-- Records for this exercise follows --
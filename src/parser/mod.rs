//! Schema Parser
//!
//! Parses schema-definition files into a [`Document`] using a PEST grammar
//! (`sdl.pest`). Every definition keeps its byte span so callers can slice the
//! exact source text back out (embeds are propagated verbatim).

pub mod ast;

use std::fmt;

use pest::iterators::Pair;
use pest::Parser;
use pest_derive::Parser;

pub use ast::{
    Definition, Directive, Document, FieldDefinition, NamedDefinition, ObjectType, Span,
    TypeRef, Value,
};

/// PEST parser for the schema definition language
#[derive(Parser)]
#[grammar = "parser/sdl.pest"]
pub struct SdlParser;

/// A syntax error with its 1-based position
#[derive(Debug, Clone, PartialEq, Eq)]
pub struct SyntaxError {
    pub line: usize,
    pub column: usize,
    pub message: String,
}

impl fmt::Display for SyntaxError {
    fn fmt(&self, f: &mut fmt::Formatter<'_>) -> fmt::Result {
        write!(f, "{}:{}: {}", self.line, self.column, self.message)
    }
}

impl std::error::Error for SyntaxError {}

impl From<pest::error::Error<Rule>> for SyntaxError {
    fn from(err: pest::error::Error<Rule>) -> Self {
        let (line, column) = match err.line_col {
            pest::error::LineColLocation::Pos(pos) => pos,
            pest::error::LineColLocation::Span(start, _) => start,
        };
        Self {
            line,
            column,
            message: err.variant.message().into_owned(),
        }
    }
}

type ParseResult<T> = std::result::Result<T, SyntaxError>;

/// Parse a complete schema document
pub fn parse_document(source: &str) -> ParseResult<Document> {
    let mut pairs = SdlParser::parse(Rule::document, source)?;
    let document = pairs
        .next()
        .ok_or_else(|| internal("empty parse result"))?;

    let mut definitions = Vec::new();
    for pair in document.into_inner() {
        let definition = match pair.as_rule() {
            Rule::object_type => Definition::Object(build_object(pair)?),
            Rule::interface_type => Definition::Interface(build_object(pair)?),
            Rule::input_type => Definition::Input(build_named(pair)?),
            Rule::enum_type => Definition::Enum(build_named(pair)?),
            Rule::scalar_type => Definition::Scalar(build_named(pair)?),
            Rule::union_type => Definition::Union(build_named(pair)?),
            Rule::EOI => continue,
            other => return Err(internal(&format!("unexpected rule {:?}", other))),
        };
        definitions.push(definition);
    }

    Ok(Document { definitions })
}

fn internal(message: &str) -> SyntaxError {
    SyntaxError {
        line: 0,
        column: 0,
        message: message.to_string(),
    }
}

/// Span of a definition with trailing insignificant characters dropped
fn trimmed_span(pair: &Pair<Rule>) -> Span {
    let span = pair.as_span();
    let text = span.as_str().trim_end_matches(|c: char| c.is_whitespace() || c == ',');
    Span::new(span.start(), span.start() + text.len())
}

fn build_object(pair: Pair<Rule>) -> ParseResult<ObjectType> {
    let span = trimmed_span(&pair);
    let mut object = ObjectType {
        name: String::new(),
        description: None,
        implements: Vec::new(),
        directives: Vec::new(),
        fields: Vec::new(),
        span,
    };

    for inner in pair.into_inner() {
        match inner.as_rule() {
            Rule::description => object.description = Some(build_description(inner)?),
            Rule::name => object.name = inner.as_str().to_string(),
            Rule::implements => {
                object.implements = inner
                    .into_inner()
                    .filter(|p| p.as_rule() == Rule::named_type)
                    .map(|p| p.as_str().trim().to_string())
                    .collect();
            }
            Rule::directives => object.directives = build_directives(inner)?,
            Rule::fields => {
                for field in inner.into_inner() {
                    object.fields.push(build_field(field)?);
                }
            }
            _ => {}
        }
    }

    Ok(object)
}

fn build_named(pair: Pair<Rule>) -> ParseResult<NamedDefinition> {
    let span = trimmed_span(&pair);
    let mut name = String::new();
    let mut directives = Vec::new();
    for inner in pair.into_inner() {
        match inner.as_rule() {
            Rule::name if name.is_empty() => name = inner.as_str().to_string(),
            Rule::directives => directives = build_directives(inner)?,
            _ => {}
        }
    }
    Ok(NamedDefinition {
        name,
        directives,
        span,
    })
}

fn build_field(pair: Pair<Rule>) -> ParseResult<FieldDefinition> {
    let span = trimmed_span(&pair);
    let mut name = String::new();
    let mut ty = None;
    let mut directives = Vec::new();

    for inner in pair.into_inner() {
        match inner.as_rule() {
            Rule::name => name = inner.as_str().to_string(),
            Rule::type_ref => ty = Some(build_type_ref(inner)?),
            Rule::directives => directives = build_directives(inner)?,
            _ => {}
        }
    }

    let ty = ty.ok_or_else(|| internal(&format!("field {} has no type", name)))?;
    Ok(FieldDefinition {
        name,
        ty,
        directives,
        span,
    })
}

fn build_type_ref(pair: Pair<Rule>) -> ParseResult<TypeRef> {
    let mut base = None;
    let mut non_null = false;
    for inner in pair.into_inner() {
        match inner.as_rule() {
            Rule::named_type => base = Some(TypeRef::Named(inner.as_str().trim().to_string())),
            Rule::list_type => {
                let element = inner
                    .into_inner()
                    .next()
                    .ok_or_else(|| internal("list type without element"))?;
                base = Some(TypeRef::List(Box::new(build_type_ref(element)?)));
            }
            Rule::non_null => non_null = true,
            _ => {}
        }
    }
    let base = base.ok_or_else(|| internal("type reference without a type"))?;
    Ok(if non_null {
        TypeRef::NonNull(Box::new(base))
    } else {
        base
    })
}

fn build_directives(pair: Pair<Rule>) -> ParseResult<Vec<Directive>> {
    pair.into_inner().map(build_directive).collect()
}

fn build_directive(pair: Pair<Rule>) -> ParseResult<Directive> {
    let mut name = String::new();
    let mut arguments = Vec::new();
    for inner in pair.into_inner() {
        match inner.as_rule() {
            Rule::name => name = inner.as_str().to_string(),
            Rule::arguments => {
                for argument in inner.into_inner() {
                    arguments.push(build_named_value(argument)?);
                }
            }
            _ => {}
        }
    }
    Ok(Directive { name, arguments })
}

/// `name: value` pairs used by both arguments and object fields
fn build_named_value(pair: Pair<Rule>) -> ParseResult<(String, Value)> {
    let mut inner = pair.into_inner();
    let name = inner
        .next()
        .ok_or_else(|| internal("argument without a name"))?
        .as_str()
        .to_string();
    let value = inner
        .next()
        .ok_or_else(|| internal(&format!("argument {} without a value", name)))?;
    Ok((name, build_value(value)?))
}

fn build_value(pair: Pair<Rule>) -> ParseResult<Value> {
    let pair = match pair.as_rule() {
        Rule::value => pair
            .into_inner()
            .next()
            .ok_or_else(|| internal("empty value"))?,
        _ => pair,
    };

    Ok(match pair.as_rule() {
        Rule::string_value => Value::String(build_string(pair)?),
        Rule::int_value => Value::Int(pair.as_str().to_string()),
        Rule::float_value => Value::Float(pair.as_str().to_string()),
        Rule::boolean_value => Value::Boolean(pair.as_str() == "true"),
        Rule::null_value => Value::Null,
        Rule::enum_literal => Value::Enum(pair.as_str().to_string()),
        Rule::list_value => Value::List(
            pair.into_inner()
                .map(build_value)
                .collect::<ParseResult<Vec<_>>>()?,
        ),
        Rule::object_value => Value::Object(
            pair.into_inner()
                .map(build_named_value)
                .collect::<ParseResult<Vec<_>>>()?,
        ),
        other => return Err(internal(&format!("unexpected value rule {:?}", other))),
    })
}

fn build_description(pair: Pair<Rule>) -> ParseResult<String> {
    let string = pair
        .into_inner()
        .next()
        .ok_or_else(|| internal("empty description"))?;
    build_string(string)
}

fn build_string(pair: Pair<Rule>) -> ParseResult<String> {
    let literal = pair
        .into_inner()
        .next()
        .ok_or_else(|| internal("empty string literal"))?;
    let raw = literal.as_str();
    match literal.as_rule() {
        Rule::block_string => Ok(block_string_value(&raw[3..raw.len() - 3])),
        _ => unescape(&raw[1..raw.len() - 1]),
    }
}

fn block_string_value(raw: &str) -> String {
    raw.replace("\\\"\"\"", "\"\"\"").trim().to_string()
}

fn unescape(raw: &str) -> ParseResult<String> {
    let mut out = String::with_capacity(raw.len());
    let mut chars = raw.chars();
    while let Some(c) = chars.next() {
        if c != '\\' {
            out.push(c);
            continue;
        }
        match chars.next() {
            Some('"') => out.push('"'),
            Some('\\') => out.push('\\'),
            Some('/') => out.push('/'),
            Some('b') => out.push('\u{8}'),
            Some('f') => out.push('\u{c}'),
            Some('n') => out.push('\n'),
            Some('r') => out.push('\r'),
            Some('t') => out.push('\t'),
            Some('u') => {
                let hex: String = chars.by_ref().take(4).collect();
                let code = u32::from_str_radix(&hex, 16)
                    .ok()
                    .and_then(char::from_u32)
                    .ok_or_else(|| internal(&format!("invalid unicode escape \\u{}", hex)))?;
                out.push(code);
            }
            other => {
                return Err(internal(&format!("invalid escape sequence \\{:?}", other)));
            }
        }
    }
    Ok(out)
}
-- Records for this exercise concluded --
_Activity:_ Pull out every line above that holds the word "collect".

_Answer for the task:_
                    .collect();
    pair.into_inner().map(build_directive).collect()
                .collect::<ParseResult<Vec<_>>>()?,
                .collect::<ParseResult<Vec<_>>>()?,
                let hex: String = chars.by_ref().take(4).collect();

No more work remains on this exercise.